De acordo com Bento XVI, tais desenvolvimentos – a separação de fé e razão e a diminuição radical destas faculdades do espírito humano – são a causa principal de graves problemas do mundo de hoje. O projeto inteiro de deselenização, como ele o vê, descansa sobre uma premissa falsa, ou seja, de que a fé cristã pode ou deve ser separada da razão humana como entendida no mundo helenístico. Essa premissa é falsa porque, como Bento afirma, 'o encontro entre a mensagem bíblica e o pensamento grego não aconteceu por acaso'. Ele cita a visão de São Paulo de um homem grego que chamou Paulo a 'passar à Macedônia e vir em nosso auxílio' (Atos 16:6-10). Bento interpreta essa visão como indicadora da 'intrínseca necessidade de uma reaproximação entre a fé bíblica e a investigação grega.'
Ele nota que os próprios evangelhos foram escritos na língua grega, usando vocabulário e conceitos tirados do meio helenístico. As mesmas influências podem ser encontradas no povo judeu – que vivia há muitas décadas sob domínio helenístico. Apesar de sua opressão, eles também 'encontraram o melhor do pensamento grego em um nível profundo.' Os frutos de tal encontro podem ser vistos na própria Escritura, na chamada literatura sapiencial. Um testemunho ainda mais convincente da influência grega está na tradução conhecida como Septuaginta, que Bento descreve como 'mais do que uma simples (e nesse sentido realmente menos que satisfatória) tradução do texto hebraico: é uma testemunha textual independente e um passo distinto e importante na história da revelação, que proporcionou esse encontro de um modo decisivo para o nascimento e a propagação da Cristandade.'
Para Bento, tudo isso significa que 'as decisões fundamentais tomadas sobre o relacionamento entre a fé e o uso da razão humana são parte da própria fé; são desenvolvimentos de acordo com a natureza da fé mesma.' Além disso, ele diz, não temos necessidade de pensar sobre a razão humana em termos restritos, limitando-a à busca do entendimento somente de fenômenos que podem ser vistos ou experimentados. A auto-limitação da razão fez surgir a 'ditadura das aparências.' Tornou-se 'uma espécie de dogma' a idéia de que não podemos saber nada além da aparência.”
(Scott Hahn,
Covenant and Communion: The Biblical Theology of Pope Benedict XVI)

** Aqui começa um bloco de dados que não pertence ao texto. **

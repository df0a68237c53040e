//! Store wrapper that can be switched offline to simulate transport failures.

use lease_lock::store::{GuardedOp, GuardedReply, LeaseStore, StoreError, StoreResult};
use lease_lock::MemoryLeaseStore;
use std::sync::atomic::{AtomicBool, AtomicUsize, Ordering};
use std::time::Duration;

/// Memory store that fails every call while offline.
#[derive(Default)]
pub struct FlakyStore {
    inner: MemoryLeaseStore,
    offline: AtomicBool,
    calls: AtomicUsize,
}

impl FlakyStore {
    pub fn new() -> Self {
        Self::default()
    }

    pub fn offline() -> Self {
        let store = Self::new();
        store.set_offline(true);
        store
    }

    pub fn set_offline(&self, offline: bool) {
        self.offline.store(offline, Ordering::SeqCst);
    }

    /// Number of round trips attempted, failed ones included.
    pub fn calls(&self) -> usize {
        self.calls.load(Ordering::SeqCst)
    }

    pub fn inner(&self) -> &MemoryLeaseStore {
        &self.inner
    }

    fn check(&self) -> StoreResult<()> {
        self.calls.fetch_add(1, Ordering::SeqCst);
        if self.offline.load(Ordering::SeqCst) {
            return Err(StoreError::transport(std::io::Error::new(
                std::io::ErrorKind::ConnectionRefused,
                "store unreachable",
            )));
        }
        Ok(())
    }
}

impl LeaseStore for FlakyStore {
    fn backend(&self) -> &'static str {
        "flaky"
    }

    async fn set_if_absent(
        &self,
        key: &str,
        value: &str,
        ttl: Option<Duration>,
    ) -> StoreResult<bool> {
        self.check()?;
        self.inner.set_if_absent(key, value, ttl).await
    }

    async fn compare_and_mutate(
        &self,
        key: &str,
        expected: &str,
        op: GuardedOp,
    ) -> StoreResult<GuardedReply> {
        self.check()?;
        self.inner.compare_and_mutate(key, expected, op).await
    }
}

Prezado Theophilus, Laudetur Dominus!
ResponderExcluirApesar do que alegaram os promotores desta deselenização desde o começo, ela não tem nenhum fundamento teológico. Pois se por um lado eles alegam que deve-se voltar à pureza das Escrituras, por outro as próprias Escrituras não foram produto de um "ditado divino". Elas contém em seu texto, glossas, comentários e complementos dos textos-fonte, e estes são frutos de uma reflexão que se utilizou também de ferramentas intelectuais, sejam as gregas, sejam as judaicas. O que permitiu à Igreja dizer quais textos eram inspirados não foi a sua "pureza", manifestada em algum tipo de homogeneidade, e sim o fato de que mesmo os acréscimos respeitavam os pontos que são essenciais na Lei de Deus e mesmo ao pensamento do autor original.
Eu penso que, no fundo, esta deselenização seja uma tentativa de desligar da mentalidade cristã tudo aquilo que a mantém apoiada sobre o solo firme da racionalidade, pois quando esta base firme é removida, são possíveis todas as loucuras serem ensinadas sob pretextos científicos.